This Suicide Note Exposes the Way Our Schools Are Failing Bullied Kids

August 15th 2016

Lucy Tiven

A letter penned by a 13-year-old boy from Staten Island, New York, who recently committed suicide has spurred an important conversation about bullying.

In his note, 13-year-old Danny Fitzpatrick recounted how his comments about being bullied were dismissed by school officials, local news outlet PIX11 reports.

"I am writing this letter to tell about my experience in Holy Angels Catholic Academy," Fitzpatrick wrote. "At first it was good ... lots of friends, good grades and great life. But I moved and went back but it was different. My old friends changed they didn't talk to me they didn't even like me."

In the letter, which was reportedly written in July, Fitzpatrick alleged that when he began sixth grade, he was bullied by an old friend and four other peers. Though a teacher eventually intervened once, he said "it didn't last long."

In a Facebook Live video aired on Saturday, Fitzpatrick's father said that when the family went to the school's principal, he was told, "He'll be fine."

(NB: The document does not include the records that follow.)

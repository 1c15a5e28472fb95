//! Song catalog facade.
//!
//! [`SongLibraryService`] orchestrates the metadata lookup on add and
//! translates every store failure into a [`CatalogError`]. It holds no mutable
//! state and is cheap to clone across request tasks.

use crate::context::RequestContext;
use crate::error::{CatalogError, CatalogResult, StorageError, UpstreamError};
use chrono::NaiveDate;
use core_library::{
    LyricsPage, NewSong, PageRequest, Song, SongFilter, SongId, SongRepository, SongUpdate,
    SongsPage,
};
use core_metadata::SongDetailProvider;
use serde::{Deserialize, Serialize};
use std::future::Future;
use std::sync::Arc;
use std::time::Duration;
use tracing::{debug, info, warn};

/// Date format used by the metadata service.
pub const RELEASE_DATE_FORMAT: &str = "%d.%m.%Y";

/// Parse a `DD.MM.YYYY` release date.
pub fn parse_release_date(raw: &str) -> Result<NaiveDate, chrono::ParseError> {
    NaiveDate::parse_from_str(raw.trim(), RELEASE_DATE_FORMAT)
}

/// Key of a song to add; everything else comes from the metadata service.
#[derive(Debug, Clone, PartialEq, Eq, Serialize, Deserialize)]
pub struct AddSongRequest {
    pub group: String,
    #[serde(rename = "song")]
    pub title: String,
}

impl AddSongRequest {
    pub fn new(group: impl Into<String>, title: impl Into<String>) -> Self {
        Self {
            group: group.into(),
            title: title.into(),
        }
    }
}

#[derive(Clone)]
pub struct SongLibraryService {
    repository: Arc<dyn SongRepository>,
    provider: Arc<dyn SongDetailProvider>,
    default_timeout: Option<Duration>,
}

impl SongLibraryService {
    pub fn new(repository: Arc<dyn SongRepository>, provider: Arc<dyn SongDetailProvider>) -> Self {
        Self {
            repository,
            provider,
            default_timeout: None,
        }
    }

    /// Deadline applied to calls whose context carries none.
    pub fn with_default_timeout(mut self, timeout: Duration) -> Self {
        self.default_timeout = Some(timeout);
        self
    }

    /// Look up the song's details, then store it.
    ///
    /// # Errors
    ///
    /// - `UpstreamFault` if the lookup fails, is interrupted or returns an
    ///   unparsable release date
    /// - `AlreadyExists` / `DeletedConflict` on a key collision
    /// - `StorageFault` for any other store failure
    pub async fn add(&self, ctx: &RequestContext, request: &AddSongRequest) -> CatalogResult<Song> {
        let ctx = ctx.scoped(self.default_timeout);

        let detail = match ctx
            .run(self.provider.lookup(&request.group, &request.title))
            .await
        {
            Ok(Ok(detail)) => detail,
            Ok(Err(e)) => return Err(upstream_fault(request, UpstreamError::Metadata(e))),
            Err(interrupted) => {
                return Err(upstream_fault(request, UpstreamError::Interrupted(interrupted)))
            }
        };

        let release_date = parse_release_date(&detail.release_date).map_err(|source| {
            upstream_fault(
                request,
                UpstreamError::InvalidReleaseDate {
                    value: detail.release_date.clone(),
                    source,
                },
            )
        })?;

        let new_song = NewSong {
            group: request.group.clone(),
            title: request.title.clone(),
            release_date,
            text: detail.text,
            link: detail.link,
        };

        let song = in_storage(&ctx, self.repository.create(&new_song)).await?;
        info!(song_id = %song.id, group = %song.group, title = %song.title, "Song added");
        Ok(song)
    }

    /// Replace release date, lyrics and link of a live song.
    pub async fn update(
        &self,
        ctx: &RequestContext,
        id: &SongId,
        update: &SongUpdate,
    ) -> CatalogResult<()> {
        let ctx = ctx.scoped(self.default_timeout);
        in_storage(&ctx, self.repository.update(id, update)).await
    }

    /// Soft-delete a live song. Deleting twice is `NotFound`.
    pub async fn delete(&self, ctx: &RequestContext, id: &SongId) -> CatalogResult<()> {
        let ctx = ctx.scoped(self.default_timeout);
        in_storage(&ctx, self.repository.soft_delete(id)).await
    }

    /// One page of verses of a live song.
    pub async fn lyrics(
        &self,
        ctx: &RequestContext,
        id: &SongId,
        page: PageRequest,
    ) -> CatalogResult<LyricsPage> {
        let ctx = ctx.scoped(self.default_timeout);
        in_storage(&ctx, self.repository.get_lyrics(id, page)).await
    }

    pub async fn list(
        &self,
        ctx: &RequestContext,
        filter: &SongFilter,
        page: PageRequest,
    ) -> CatalogResult<SongsPage> {
        let ctx = ctx.scoped(self.default_timeout);
        in_storage(&ctx, self.repository.list(filter, page)).await
    }

    pub async fn ping(&self, ctx: &RequestContext) -> CatalogResult<()> {
        let ctx = ctx.scoped(self.default_timeout);
        in_storage(&ctx, self.repository.ping()).await
    }
}

fn upstream_fault(request: &AddSongRequest, error: UpstreamError) -> CatalogError {
    warn!(
        group = %request.group,
        title = %request.title,
        error = %error,
        "Metadata lookup failed"
    );
    CatalogError::UpstreamFault(error)
}

async fn in_storage<T, F>(ctx: &RequestContext, work: F) -> CatalogResult<T>
where
    F: Future<Output = core_library::Result<T>>,
{
    match ctx.run(work).await {
        Ok(Ok(value)) => Ok(value),
        Ok(Err(e)) => {
            let error = CatalogError::from(e);
            if let CatalogError::StorageFault(fault) = &error {
                warn!(error = %fault, "Storage operation failed");
            } else {
                debug!(kind = error.kind().as_str(), "Storage operation rejected");
            }
            Err(error)
        }
        Err(interrupted) => {
            warn!(cause = %interrupted, "Storage operation interrupted");
            Err(CatalogError::StorageFault(StorageError::Interrupted(
                interrupted,
            )))
        }
    }
}

#[cfg(test)]
mod tests {
    use super::*;
    use crate::context::Interrupted;
    use crate::error::ErrorKind;
    use core_library::LibraryError;
    use core_metadata::{MetadataError, SongDetail};
    use mockall::mock;

    mock! {
        pub SongRepo {}

        #[async_trait::async_trait]
        impl SongRepository for SongRepo {
            async fn create(&self, song: &NewSong) -> core_library::Result<Song>;
            async fn update(&self, id: &SongId, update: &SongUpdate) -> core_library::Result<()>;
            async fn soft_delete(&self, id: &SongId) -> core_library::Result<()>;
            async fn get_lyrics(&self, id: &SongId, page: PageRequest) -> core_library::Result<LyricsPage>;
            async fn list(&self, filter: &SongFilter, page: PageRequest) -> core_library::Result<SongsPage>;
            async fn find_active_by_key(&self, group: &str, title: &str) -> core_library::Result<Option<Song>>;
            async fn ping(&self) -> core_library::Result<()>;
        }
    }

    mock! {
        pub Provider {}

        #[async_trait::async_trait]
        impl SongDetailProvider for Provider {
            async fn lookup(&self, group: &str, title: &str) -> core_metadata::Result<SongDetail>;
        }
    }

    fn detail(release_date: &str) -> SongDetail {
        SongDetail {
            release_date: release_date.to_string(),
            text: "line1\n\nline2".to_string(),
            link: "https://example.com".to_string(),
        }
    }

    fn service(repo: MockSongRepo, provider: MockProvider) -> SongLibraryService {
        SongLibraryService::new(Arc::new(repo), Arc::new(provider))
    }

    fn stored(song: &NewSong) -> Song {
        Song {
            id: SongId::from("generated"),
            group: song.group.clone(),
            title: song.title.clone(),
            release_date: song.release_date,
            text: song.text.clone(),
            link: song.link.clone(),
        }
    }

    #[test]
    fn test_parse_release_date() {
        assert_eq!(
            parse_release_date("16.07.2006").unwrap(),
            NaiveDate::from_ymd_opt(2006, 7, 16).unwrap()
        );
        assert!(parse_release_date("2006-07-16").is_err());
        assert!(parse_release_date("31.02.2006").is_err());
        assert!(parse_release_date("").is_err());
    }

    #[tokio::test]
    async fn test_add_stores_metadata() {
        let mut provider = MockProvider::new();
        provider
            .expect_lookup()
            .withf(|group, title| group == "Muse" && title == "Supermassive Black Hole")
            .times(1)
            .returning(|_, _| Ok(detail("16.07.2006")));

        let mut repo = MockSongRepo::new();
        repo.expect_create()
            .withf(|song: &NewSong| {
                song.release_date == NaiveDate::from_ymd_opt(2006, 7, 16).unwrap()
                    && song.text == "line1\n\nline2"
            })
            .times(1)
            .returning(|song| Ok(stored(song)));

        let song = service(repo, provider)
            .add(
                &RequestContext::background(),
                &AddSongRequest::new("Muse", "Supermassive Black Hole"),
            )
            .await
            .unwrap();
        assert_eq!(song.link, "https://example.com");
    }

    #[tokio::test]
    async fn test_add_lookup_failure_is_upstream_fault() {
        let mut provider = MockProvider::new();
        provider.expect_lookup().returning(|_, _| {
            Err(MetadataError::RemoteFailure {
                status: 500,
                body: "down".to_string(),
            })
        });
        let mut repo = MockSongRepo::new();
        repo.expect_create().never();

        let error = service(repo, provider)
            .add(&RequestContext::background(), &AddSongRequest::new("Muse", "Uprising"))
            .await
            .unwrap_err();
        assert_eq!(error.kind(), ErrorKind::UpstreamFault);
    }

    #[tokio::test]
    async fn test_add_bad_release_date_is_upstream_fault() {
        let mut provider = MockProvider::new();
        provider
            .expect_lookup()
            .returning(|_, _| Ok(detail("2006/07/16")));
        let mut repo = MockSongRepo::new();
        repo.expect_create().never();

        let error = service(repo, provider)
            .add(&RequestContext::background(), &AddSongRequest::new("Muse", "Uprising"))
            .await
            .unwrap_err();
        assert!(matches!(
            error,
            CatalogError::UpstreamFault(UpstreamError::InvalidReleaseDate { .. })
        ));
    }

    #[tokio::test]
    async fn test_add_passes_store_conflicts_through() {
        let mut provider = MockProvider::new();
        provider
            .expect_lookup()
            .returning(|_, _| Ok(detail("16.07.2006")));
        let mut repo = MockSongRepo::new();
        repo.expect_create().returning(|song| {
            Err(LibraryError::DeletedConflict {
                group: song.group.clone(),
                title: song.title.clone(),
            })
        });

        let error = service(repo, provider)
            .add(&RequestContext::background(), &AddSongRequest::new("Muse", "Uprising"))
            .await
            .unwrap_err();
        assert_eq!(error.kind(), ErrorKind::DeletedConflict);
    }

    #[tokio::test]
    async fn test_add_with_cancelled_context_never_reaches_collaborators() {
        let mut provider = MockProvider::new();
        provider.expect_lookup().never();
        let mut repo = MockSongRepo::new();
        repo.expect_create().never();

        let ctx = RequestContext::background();
        ctx.cancel();

        let error = service(repo, provider)
            .add(&ctx, &AddSongRequest::new("Muse", "Uprising"))
            .await
            .unwrap_err();
        assert!(matches!(
            error,
            CatalogError::UpstreamFault(UpstreamError::Interrupted(Interrupted::Cancelled))
        ));
    }

    #[tokio::test]
    async fn test_storage_operations_translate_errors() {
        let mut repo = MockSongRepo::new();
        repo.expect_soft_delete().returning(|id| {
            Err(LibraryError::NotFound {
                entity_type: "Song".to_string(),
                id: id.to_string(),
            })
        });
        repo.expect_ping()
            .returning(|| Err(LibraryError::Database(sqlx::Error::PoolClosed)));
        repo.expect_list().returning(|_, page| {
            Ok(SongsPage {
                songs: Vec::new(),
                page: page.page,
                size: page.size,
            })
        });

        let service = service(repo, MockProvider::new());
        let ctx = RequestContext::background();

        let error = service.delete(&ctx, &SongId::from("gone")).await.unwrap_err();
        assert_eq!(error.kind(), ErrorKind::NotFound);

        let error = service.ping(&ctx).await.unwrap_err();
        assert_eq!(error.kind(), ErrorKind::StorageFault);

        let page = service
            .list(&ctx, &SongFilter::new().with_group("Muse"), PageRequest::new(1, 10))
            .await
            .unwrap();
        assert!(page.songs.is_empty());
        assert_eq!((page.page, page.size), (1, 10));
    }

    #[tokio::test]
    async fn test_cancelled_storage_call_is_storage_fault() {
        let mut repo = MockSongRepo::new();
        repo.expect_get_lyrics().never();

        let ctx = RequestContext::background();
        ctx.cancel();

        let error = service(repo, MockProvider::new())
            .lyrics(&ctx, &SongId::from("x"), PageRequest::lyrics_default())
            .await
            .unwrap_err();
        assert!(matches!(
            error,
            CatalogError::StorageFault(StorageError::Interrupted(Interrupted::Cancelled))
        ));
    }
}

"'You have to try harder Danny,'" he alleged the principal told his son. "'Oh, I know, I know, these things will pass. Children can be such horrible creatures.'"

"I miss my son very much," he said on Facebook Live. "No parent should have to bury their child. No child should have to go through what my son went through."

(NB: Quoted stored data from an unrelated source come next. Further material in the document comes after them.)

//! # Core Configuration Module
//!
//! Provides configuration management for the song library core.
//!
//! ## Overview
//!
//! A [`CoreConfig`] is either assembled with [`CoreConfig::builder`] or read
//! from the process environment with [`CoreConfig::from_env`]. Both paths run
//! the same fail-fast validation, so a config that exists is a config the
//! bootstrap can use.
//!
//! ## Environment
//!
//! | Variable | Required | Default |
//! |----------|----------|---------|
//! | `DB_URI` | yes | |
//! | `MUSIC_INFO_URL` | yes | |
//! | `REQUEST_TIMEOUT_SECS` | no | 10 |
//! | `DB_MAX_CONNECTIONS` | no | 5 |
//! | `PRESERVE_DELETED_KEYS` | no | false |
//! | `LOG_LEVEL` | no | info |
//!
//! ## Usage
//!
//! ```ignore
//! use core_runtime::config::CoreConfig;
//!
//! let config = CoreConfig::builder()
//!     .database_url("sqlite://songs.db")
//!     .music_info_url("http://localhost:8081")
//!     .build()
//!     .expect("Failed to build config");
//! ```

use crate::error::{Error, Result};
use crate::logging::LogLevel;
use std::str::FromStr;
use std::time::Duration;

pub const ENV_DB_URI: &str = "DB_URI";
pub const ENV_MUSIC_INFO_URL: &str = "MUSIC_INFO_URL";
pub const ENV_REQUEST_TIMEOUT_SECS: &str = "REQUEST_TIMEOUT_SECS";
pub const ENV_DB_MAX_CONNECTIONS: &str = "DB_MAX_CONNECTIONS";
pub const ENV_PRESERVE_DELETED_KEYS: &str = "PRESERVE_DELETED_KEYS";
pub const ENV_LOG_LEVEL: &str = "LOG_LEVEL";

pub const DEFAULT_REQUEST_TIMEOUT: Duration = Duration::from_secs(10);
pub const DEFAULT_DB_MAX_CONNECTIONS: u32 = 5;
pub const MAX_DB_CONNECTIONS: u32 = 64;

/// Core configuration for the song library.
#[derive(Debug, Clone, PartialEq, Eq)]
pub struct CoreConfig {
    /// SQLite database path or `sqlite://` URL
    pub database_url: String,

    /// Base URL of the music info API (no trailing `/info`)
    pub music_info_url: String,

    /// Deadline applied to operations whose context carries none
    pub request_timeout: Duration,

    /// Upper bound of the connection pool
    pub db_max_connections: u32,

    /// Keep the (group, song) key of deleted rows reserved
    pub preserve_deleted_keys: bool,

    /// Level for workspace crates in the default log filter
    pub log_level: LogLevel,
}

impl CoreConfig {
    /// Creates a new builder for constructing a `CoreConfig`.
    pub fn builder() -> CoreConfigBuilder {
        CoreConfigBuilder::default()
    }

    /// Reads the configuration from process environment variables.
    ///
    /// # Errors
    ///
    /// Returns [`Error::MissingSetting`] when a required variable is unset and
    /// [`Error::InvalidSetting`] when a value does not parse.
    pub fn from_env() -> Result<Self> {
        Self::from_lookup(|key| std::env::var(key).ok())
    }

    /// Reads the configuration through an arbitrary key lookup.
    ///
    /// Empty values count as unset.
    pub fn from_lookup<F>(lookup: F) -> Result<Self>
    where
        F: Fn(&str) -> Option<String>,
    {
        let get = |key: &str| lookup(key).filter(|value| !value.trim().is_empty());

        let mut builder = CoreConfig::builder();

        if let Some(url) = get(ENV_DB_URI) {
            builder = builder.database_url(url);
        }
        if let Some(url) = get(ENV_MUSIC_INFO_URL) {
            builder = builder.music_info_url(url);
        }
        if let Some(raw) = get(ENV_REQUEST_TIMEOUT_SECS) {
            let secs: u64 = parse_setting(ENV_REQUEST_TIMEOUT_SECS, &raw)?;
            builder = builder.request_timeout(Duration::from_secs(secs));
        }
        if let Some(raw) = get(ENV_DB_MAX_CONNECTIONS) {
            builder = builder.db_max_connections(parse_setting(ENV_DB_MAX_CONNECTIONS, &raw)?);
        }
        if let Some(raw) = get(ENV_PRESERVE_DELETED_KEYS) {
            builder = builder.preserve_deleted_keys(parse_flag(ENV_PRESERVE_DELETED_KEYS, &raw)?);
        }
        if let Some(raw) = get(ENV_LOG_LEVEL) {
            let level = LogLevel::from_str(&raw).map_err(|e| Error::InvalidSetting {
                key: ENV_LOG_LEVEL.to_string(),
                value: raw.clone(),
                message: e.to_string(),
            })?;
            builder = builder.log_level(level);
        }

        builder.build()
    }

    /// Validates the configuration and returns an error if invalid.
    ///
    /// This checks:
    /// - Database URL is not empty
    /// - Music info URL is an http(s) URL
    /// - Request timeout is greater than zero
    /// - Pool size is within `1..=64`
    pub fn validate(&self) -> Result<()> {
        if self.database_url.trim().is_empty() {
            return Err(Error::Config("Database URL cannot be empty".to_string()));
        }

        let url = self.music_info_url.trim();
        if !(url.starts_with("http://") || url.starts_with("https://")) {
            return Err(Error::InvalidSetting {
                key: ENV_MUSIC_INFO_URL.to_string(),
                value: self.music_info_url.clone(),
                message: "must be an http:// or https:// URL".to_string(),
            });
        }

        if self.request_timeout.is_zero() {
            return Err(Error::Config(
                "Request timeout must be greater than 0 seconds".to_string(),
            ));
        }

        if self.db_max_connections == 0 || self.db_max_connections > MAX_DB_CONNECTIONS {
            return Err(Error::Config(format!(
                "Database pool size must be between 1 and {} (got {})",
                MAX_DB_CONNECTIONS, self.db_max_connections
            )));
        }

        Ok(())
    }
}

fn parse_setting<T>(key: &str, raw: &str) -> Result<T>
where
    T: FromStr,
    T::Err: std::fmt::Display,
{
    raw.trim().parse::<T>().map_err(|e| Error::InvalidSetting {
        key: key.to_string(),
        value: raw.to_string(),
        message: e.to_string(),
    })
}

fn parse_flag(key: &str, raw: &str) -> Result<bool> {
    match raw.trim().to_ascii_lowercase().as_str() {
        "1" | "true" | "yes" | "on" => Ok(true),
        "0" | "false" | "no" | "off" => Ok(false),
        _ => Err(Error::InvalidSetting {
            key: key.to_string(),
            value: raw.to_string(),
            message: "expected true or false".to_string(),
        }),
    }
}

/// Builder for [`CoreConfig`].
#[derive(Debug, Default)]
pub struct CoreConfigBuilder {
    database_url: Option<String>,
    music_info_url: Option<String>,
    request_timeout: Option<Duration>,
    db_max_connections: Option<u32>,
    preserve_deleted_keys: bool,
    log_level: Option<LogLevel>,
}

impl CoreConfigBuilder {
    /// Sets the SQLite database path or URL.
    pub fn database_url(mut self, url: impl Into<String>) -> Self {
        self.database_url = Some(url.into());
        self
    }

    /// Sets the music info API base URL. A trailing `/` is dropped.
    pub fn music_info_url(mut self, url: impl Into<String>) -> Self {
        let url: String = url.into();
        self.music_info_url = Some(url.trim().trim_end_matches('/').to_string());
        self
    }

    /// Default: 10 seconds
    pub fn request_timeout(mut self, timeout: Duration) -> Self {
        self.request_timeout = Some(timeout);
        self
    }

    /// Default: 5
    pub fn db_max_connections(mut self, connections: u32) -> Self {
        self.db_max_connections = Some(connections);
        self
    }

    pub fn preserve_deleted_keys(mut self, preserve: bool) -> Self {
        self.preserve_deleted_keys = preserve;
        self
    }

    pub fn log_level(mut self, level: LogLevel) -> Self {
        self.log_level = Some(level);
        self
    }

    pub fn build(self) -> Result<CoreConfig> {
        let database_url = self.database_url.ok_or_else(|| Error::MissingSetting {
            key: ENV_DB_URI.to_string(),
            message: "Database URL is required. Use .database_url() or set DB_URI.".to_string(),
        })?;

        let music_info_url = self.music_info_url.ok_or_else(|| Error::MissingSetting {
            key: ENV_MUSIC_INFO_URL.to_string(),
            message: "Music info API URL is required. Use .music_info_url() or set MUSIC_INFO_URL."
                .to_string(),
        })?;

        let config = CoreConfig {
            database_url,
            music_info_url,
            request_timeout: self.request_timeout.unwrap_or(DEFAULT_REQUEST_TIMEOUT),
            db_max_connections: self
                .db_max_connections
                .unwrap_or(DEFAULT_DB_MAX_CONNECTIONS),
            preserve_deleted_keys: self.preserve_deleted_keys,
            log_level: self.log_level.unwrap_or_default(),
        };

        config.validate()?;

        Ok(config)
    }
}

Carolyn Erstad, a spokesperson for the Brooklyn diocese, maintained that the school acted appropriately, PIX11 reports. "I spoke at length with the school principal, with one of Danny's teachers," she said. "They loved Danny. They cared about this young boy, and they sincerely believe they did everything in their power to help him."

Research has shown that bullying has detrimental long, term effects on the mental health of children and adolescents.

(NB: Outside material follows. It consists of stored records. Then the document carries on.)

//! Pagination helper types for repository queries

use serde::{Deserialize, Serialize};

/// Default page size for song listings
pub const DEFAULT_SONGS_PAGE_SIZE: u32 = 10;

/// Default page size for lyric verses
pub const DEFAULT_LYRICS_PAGE_SIZE: u32 = 3;

/// Pagination request parameters
///
/// Callers validate `page >= 1` and `size > 0` before reaching the store; the
/// arithmetic here saturates instead of failing on out-of-range input.
#[derive(Debug, Clone, Copy, PartialEq, Eq, Serialize, Deserialize)]
pub struct PageRequest {
    /// Current page number (1-indexed)
    pub page: u32,
    /// Number of items per page
    pub size: u32,
}

impl PageRequest {
    /// Create a new page request
    ///
    /// # Examples
    ///
    /// ```
    /// use core_library::repositories::PageRequest;
    ///
    /// let request = PageRequest::new(3, 20);
    /// assert_eq!(request.offset(), 40);
    /// assert_eq!(request.limit(), 20);
    /// ```
    pub fn new(page: u32, size: u32) -> Self {
        Self { page, size }
    }

    /// First page of songs with the default size
    pub fn songs_default() -> Self {
        Self::new(1, DEFAULT_SONGS_PAGE_SIZE)
    }

    /// First page of verses with the default size
    pub fn lyrics_default() -> Self {
        Self::new(1, DEFAULT_LYRICS_PAGE_SIZE)
    }

    /// Calculate the SQL OFFSET value
    pub fn offset(&self) -> u64 {
        u64::from(self.page.saturating_sub(1)) * u64::from(self.size)
    }

    /// Get the LIMIT value (same as size)
    pub fn limit(&self) -> u64 {
        u64::from(self.size)
    }
}

impl Default for PageRequest {
    fn default() -> Self {
        Self::songs_default()
    }
}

A 2014 study published in Psychological Science found that victims of bullying were six times more likely to develop a psychiatric disorder than those who were not victims of bullying.

“We cannot continue to dismiss bullying as a harmless, almost inevitable, part of growing up,” study author Dieter Wolke wrote. “We need to change this mindset and acknowledge this as a serious problem for both the individual and the country as a whole; the effects are long-lasting and significant.”

In yet another study, published in 2015 and reported by the Los Angeles Times, researchers found that 13-year-olds who were frequently bullied were three times more likely to become depressed as adults than those were not bullied.

In 2014, suicide was the second leading cause of death in children between the ages of 10 and 14, according to the CDC.

The CDC and Department of Education released their first definition of bullying in 2014: "The core elements of the definition include: unwanted aggressive behavior; observed or perceived power imbalance; and repetition of behaviors or high likelihood of repetition."

Though some types of bullying constitute crimes of harassment and assault, subtler forms can prove more difficult to pin down and punish on a school by school basis. Students who are bullied are at a high risk for mental health and behavioral problems, according to a 2015 CDC report (PDF).

According to a 2013 survey reported by the CDC, 20 percent of high school students reported that they were "bullied on school property in the 12 months preceding the survey."

To combat bullying, the CDC recommends schools implicate and enforce anti-bullying policies and school officials and parents work cooperatively to address the issue.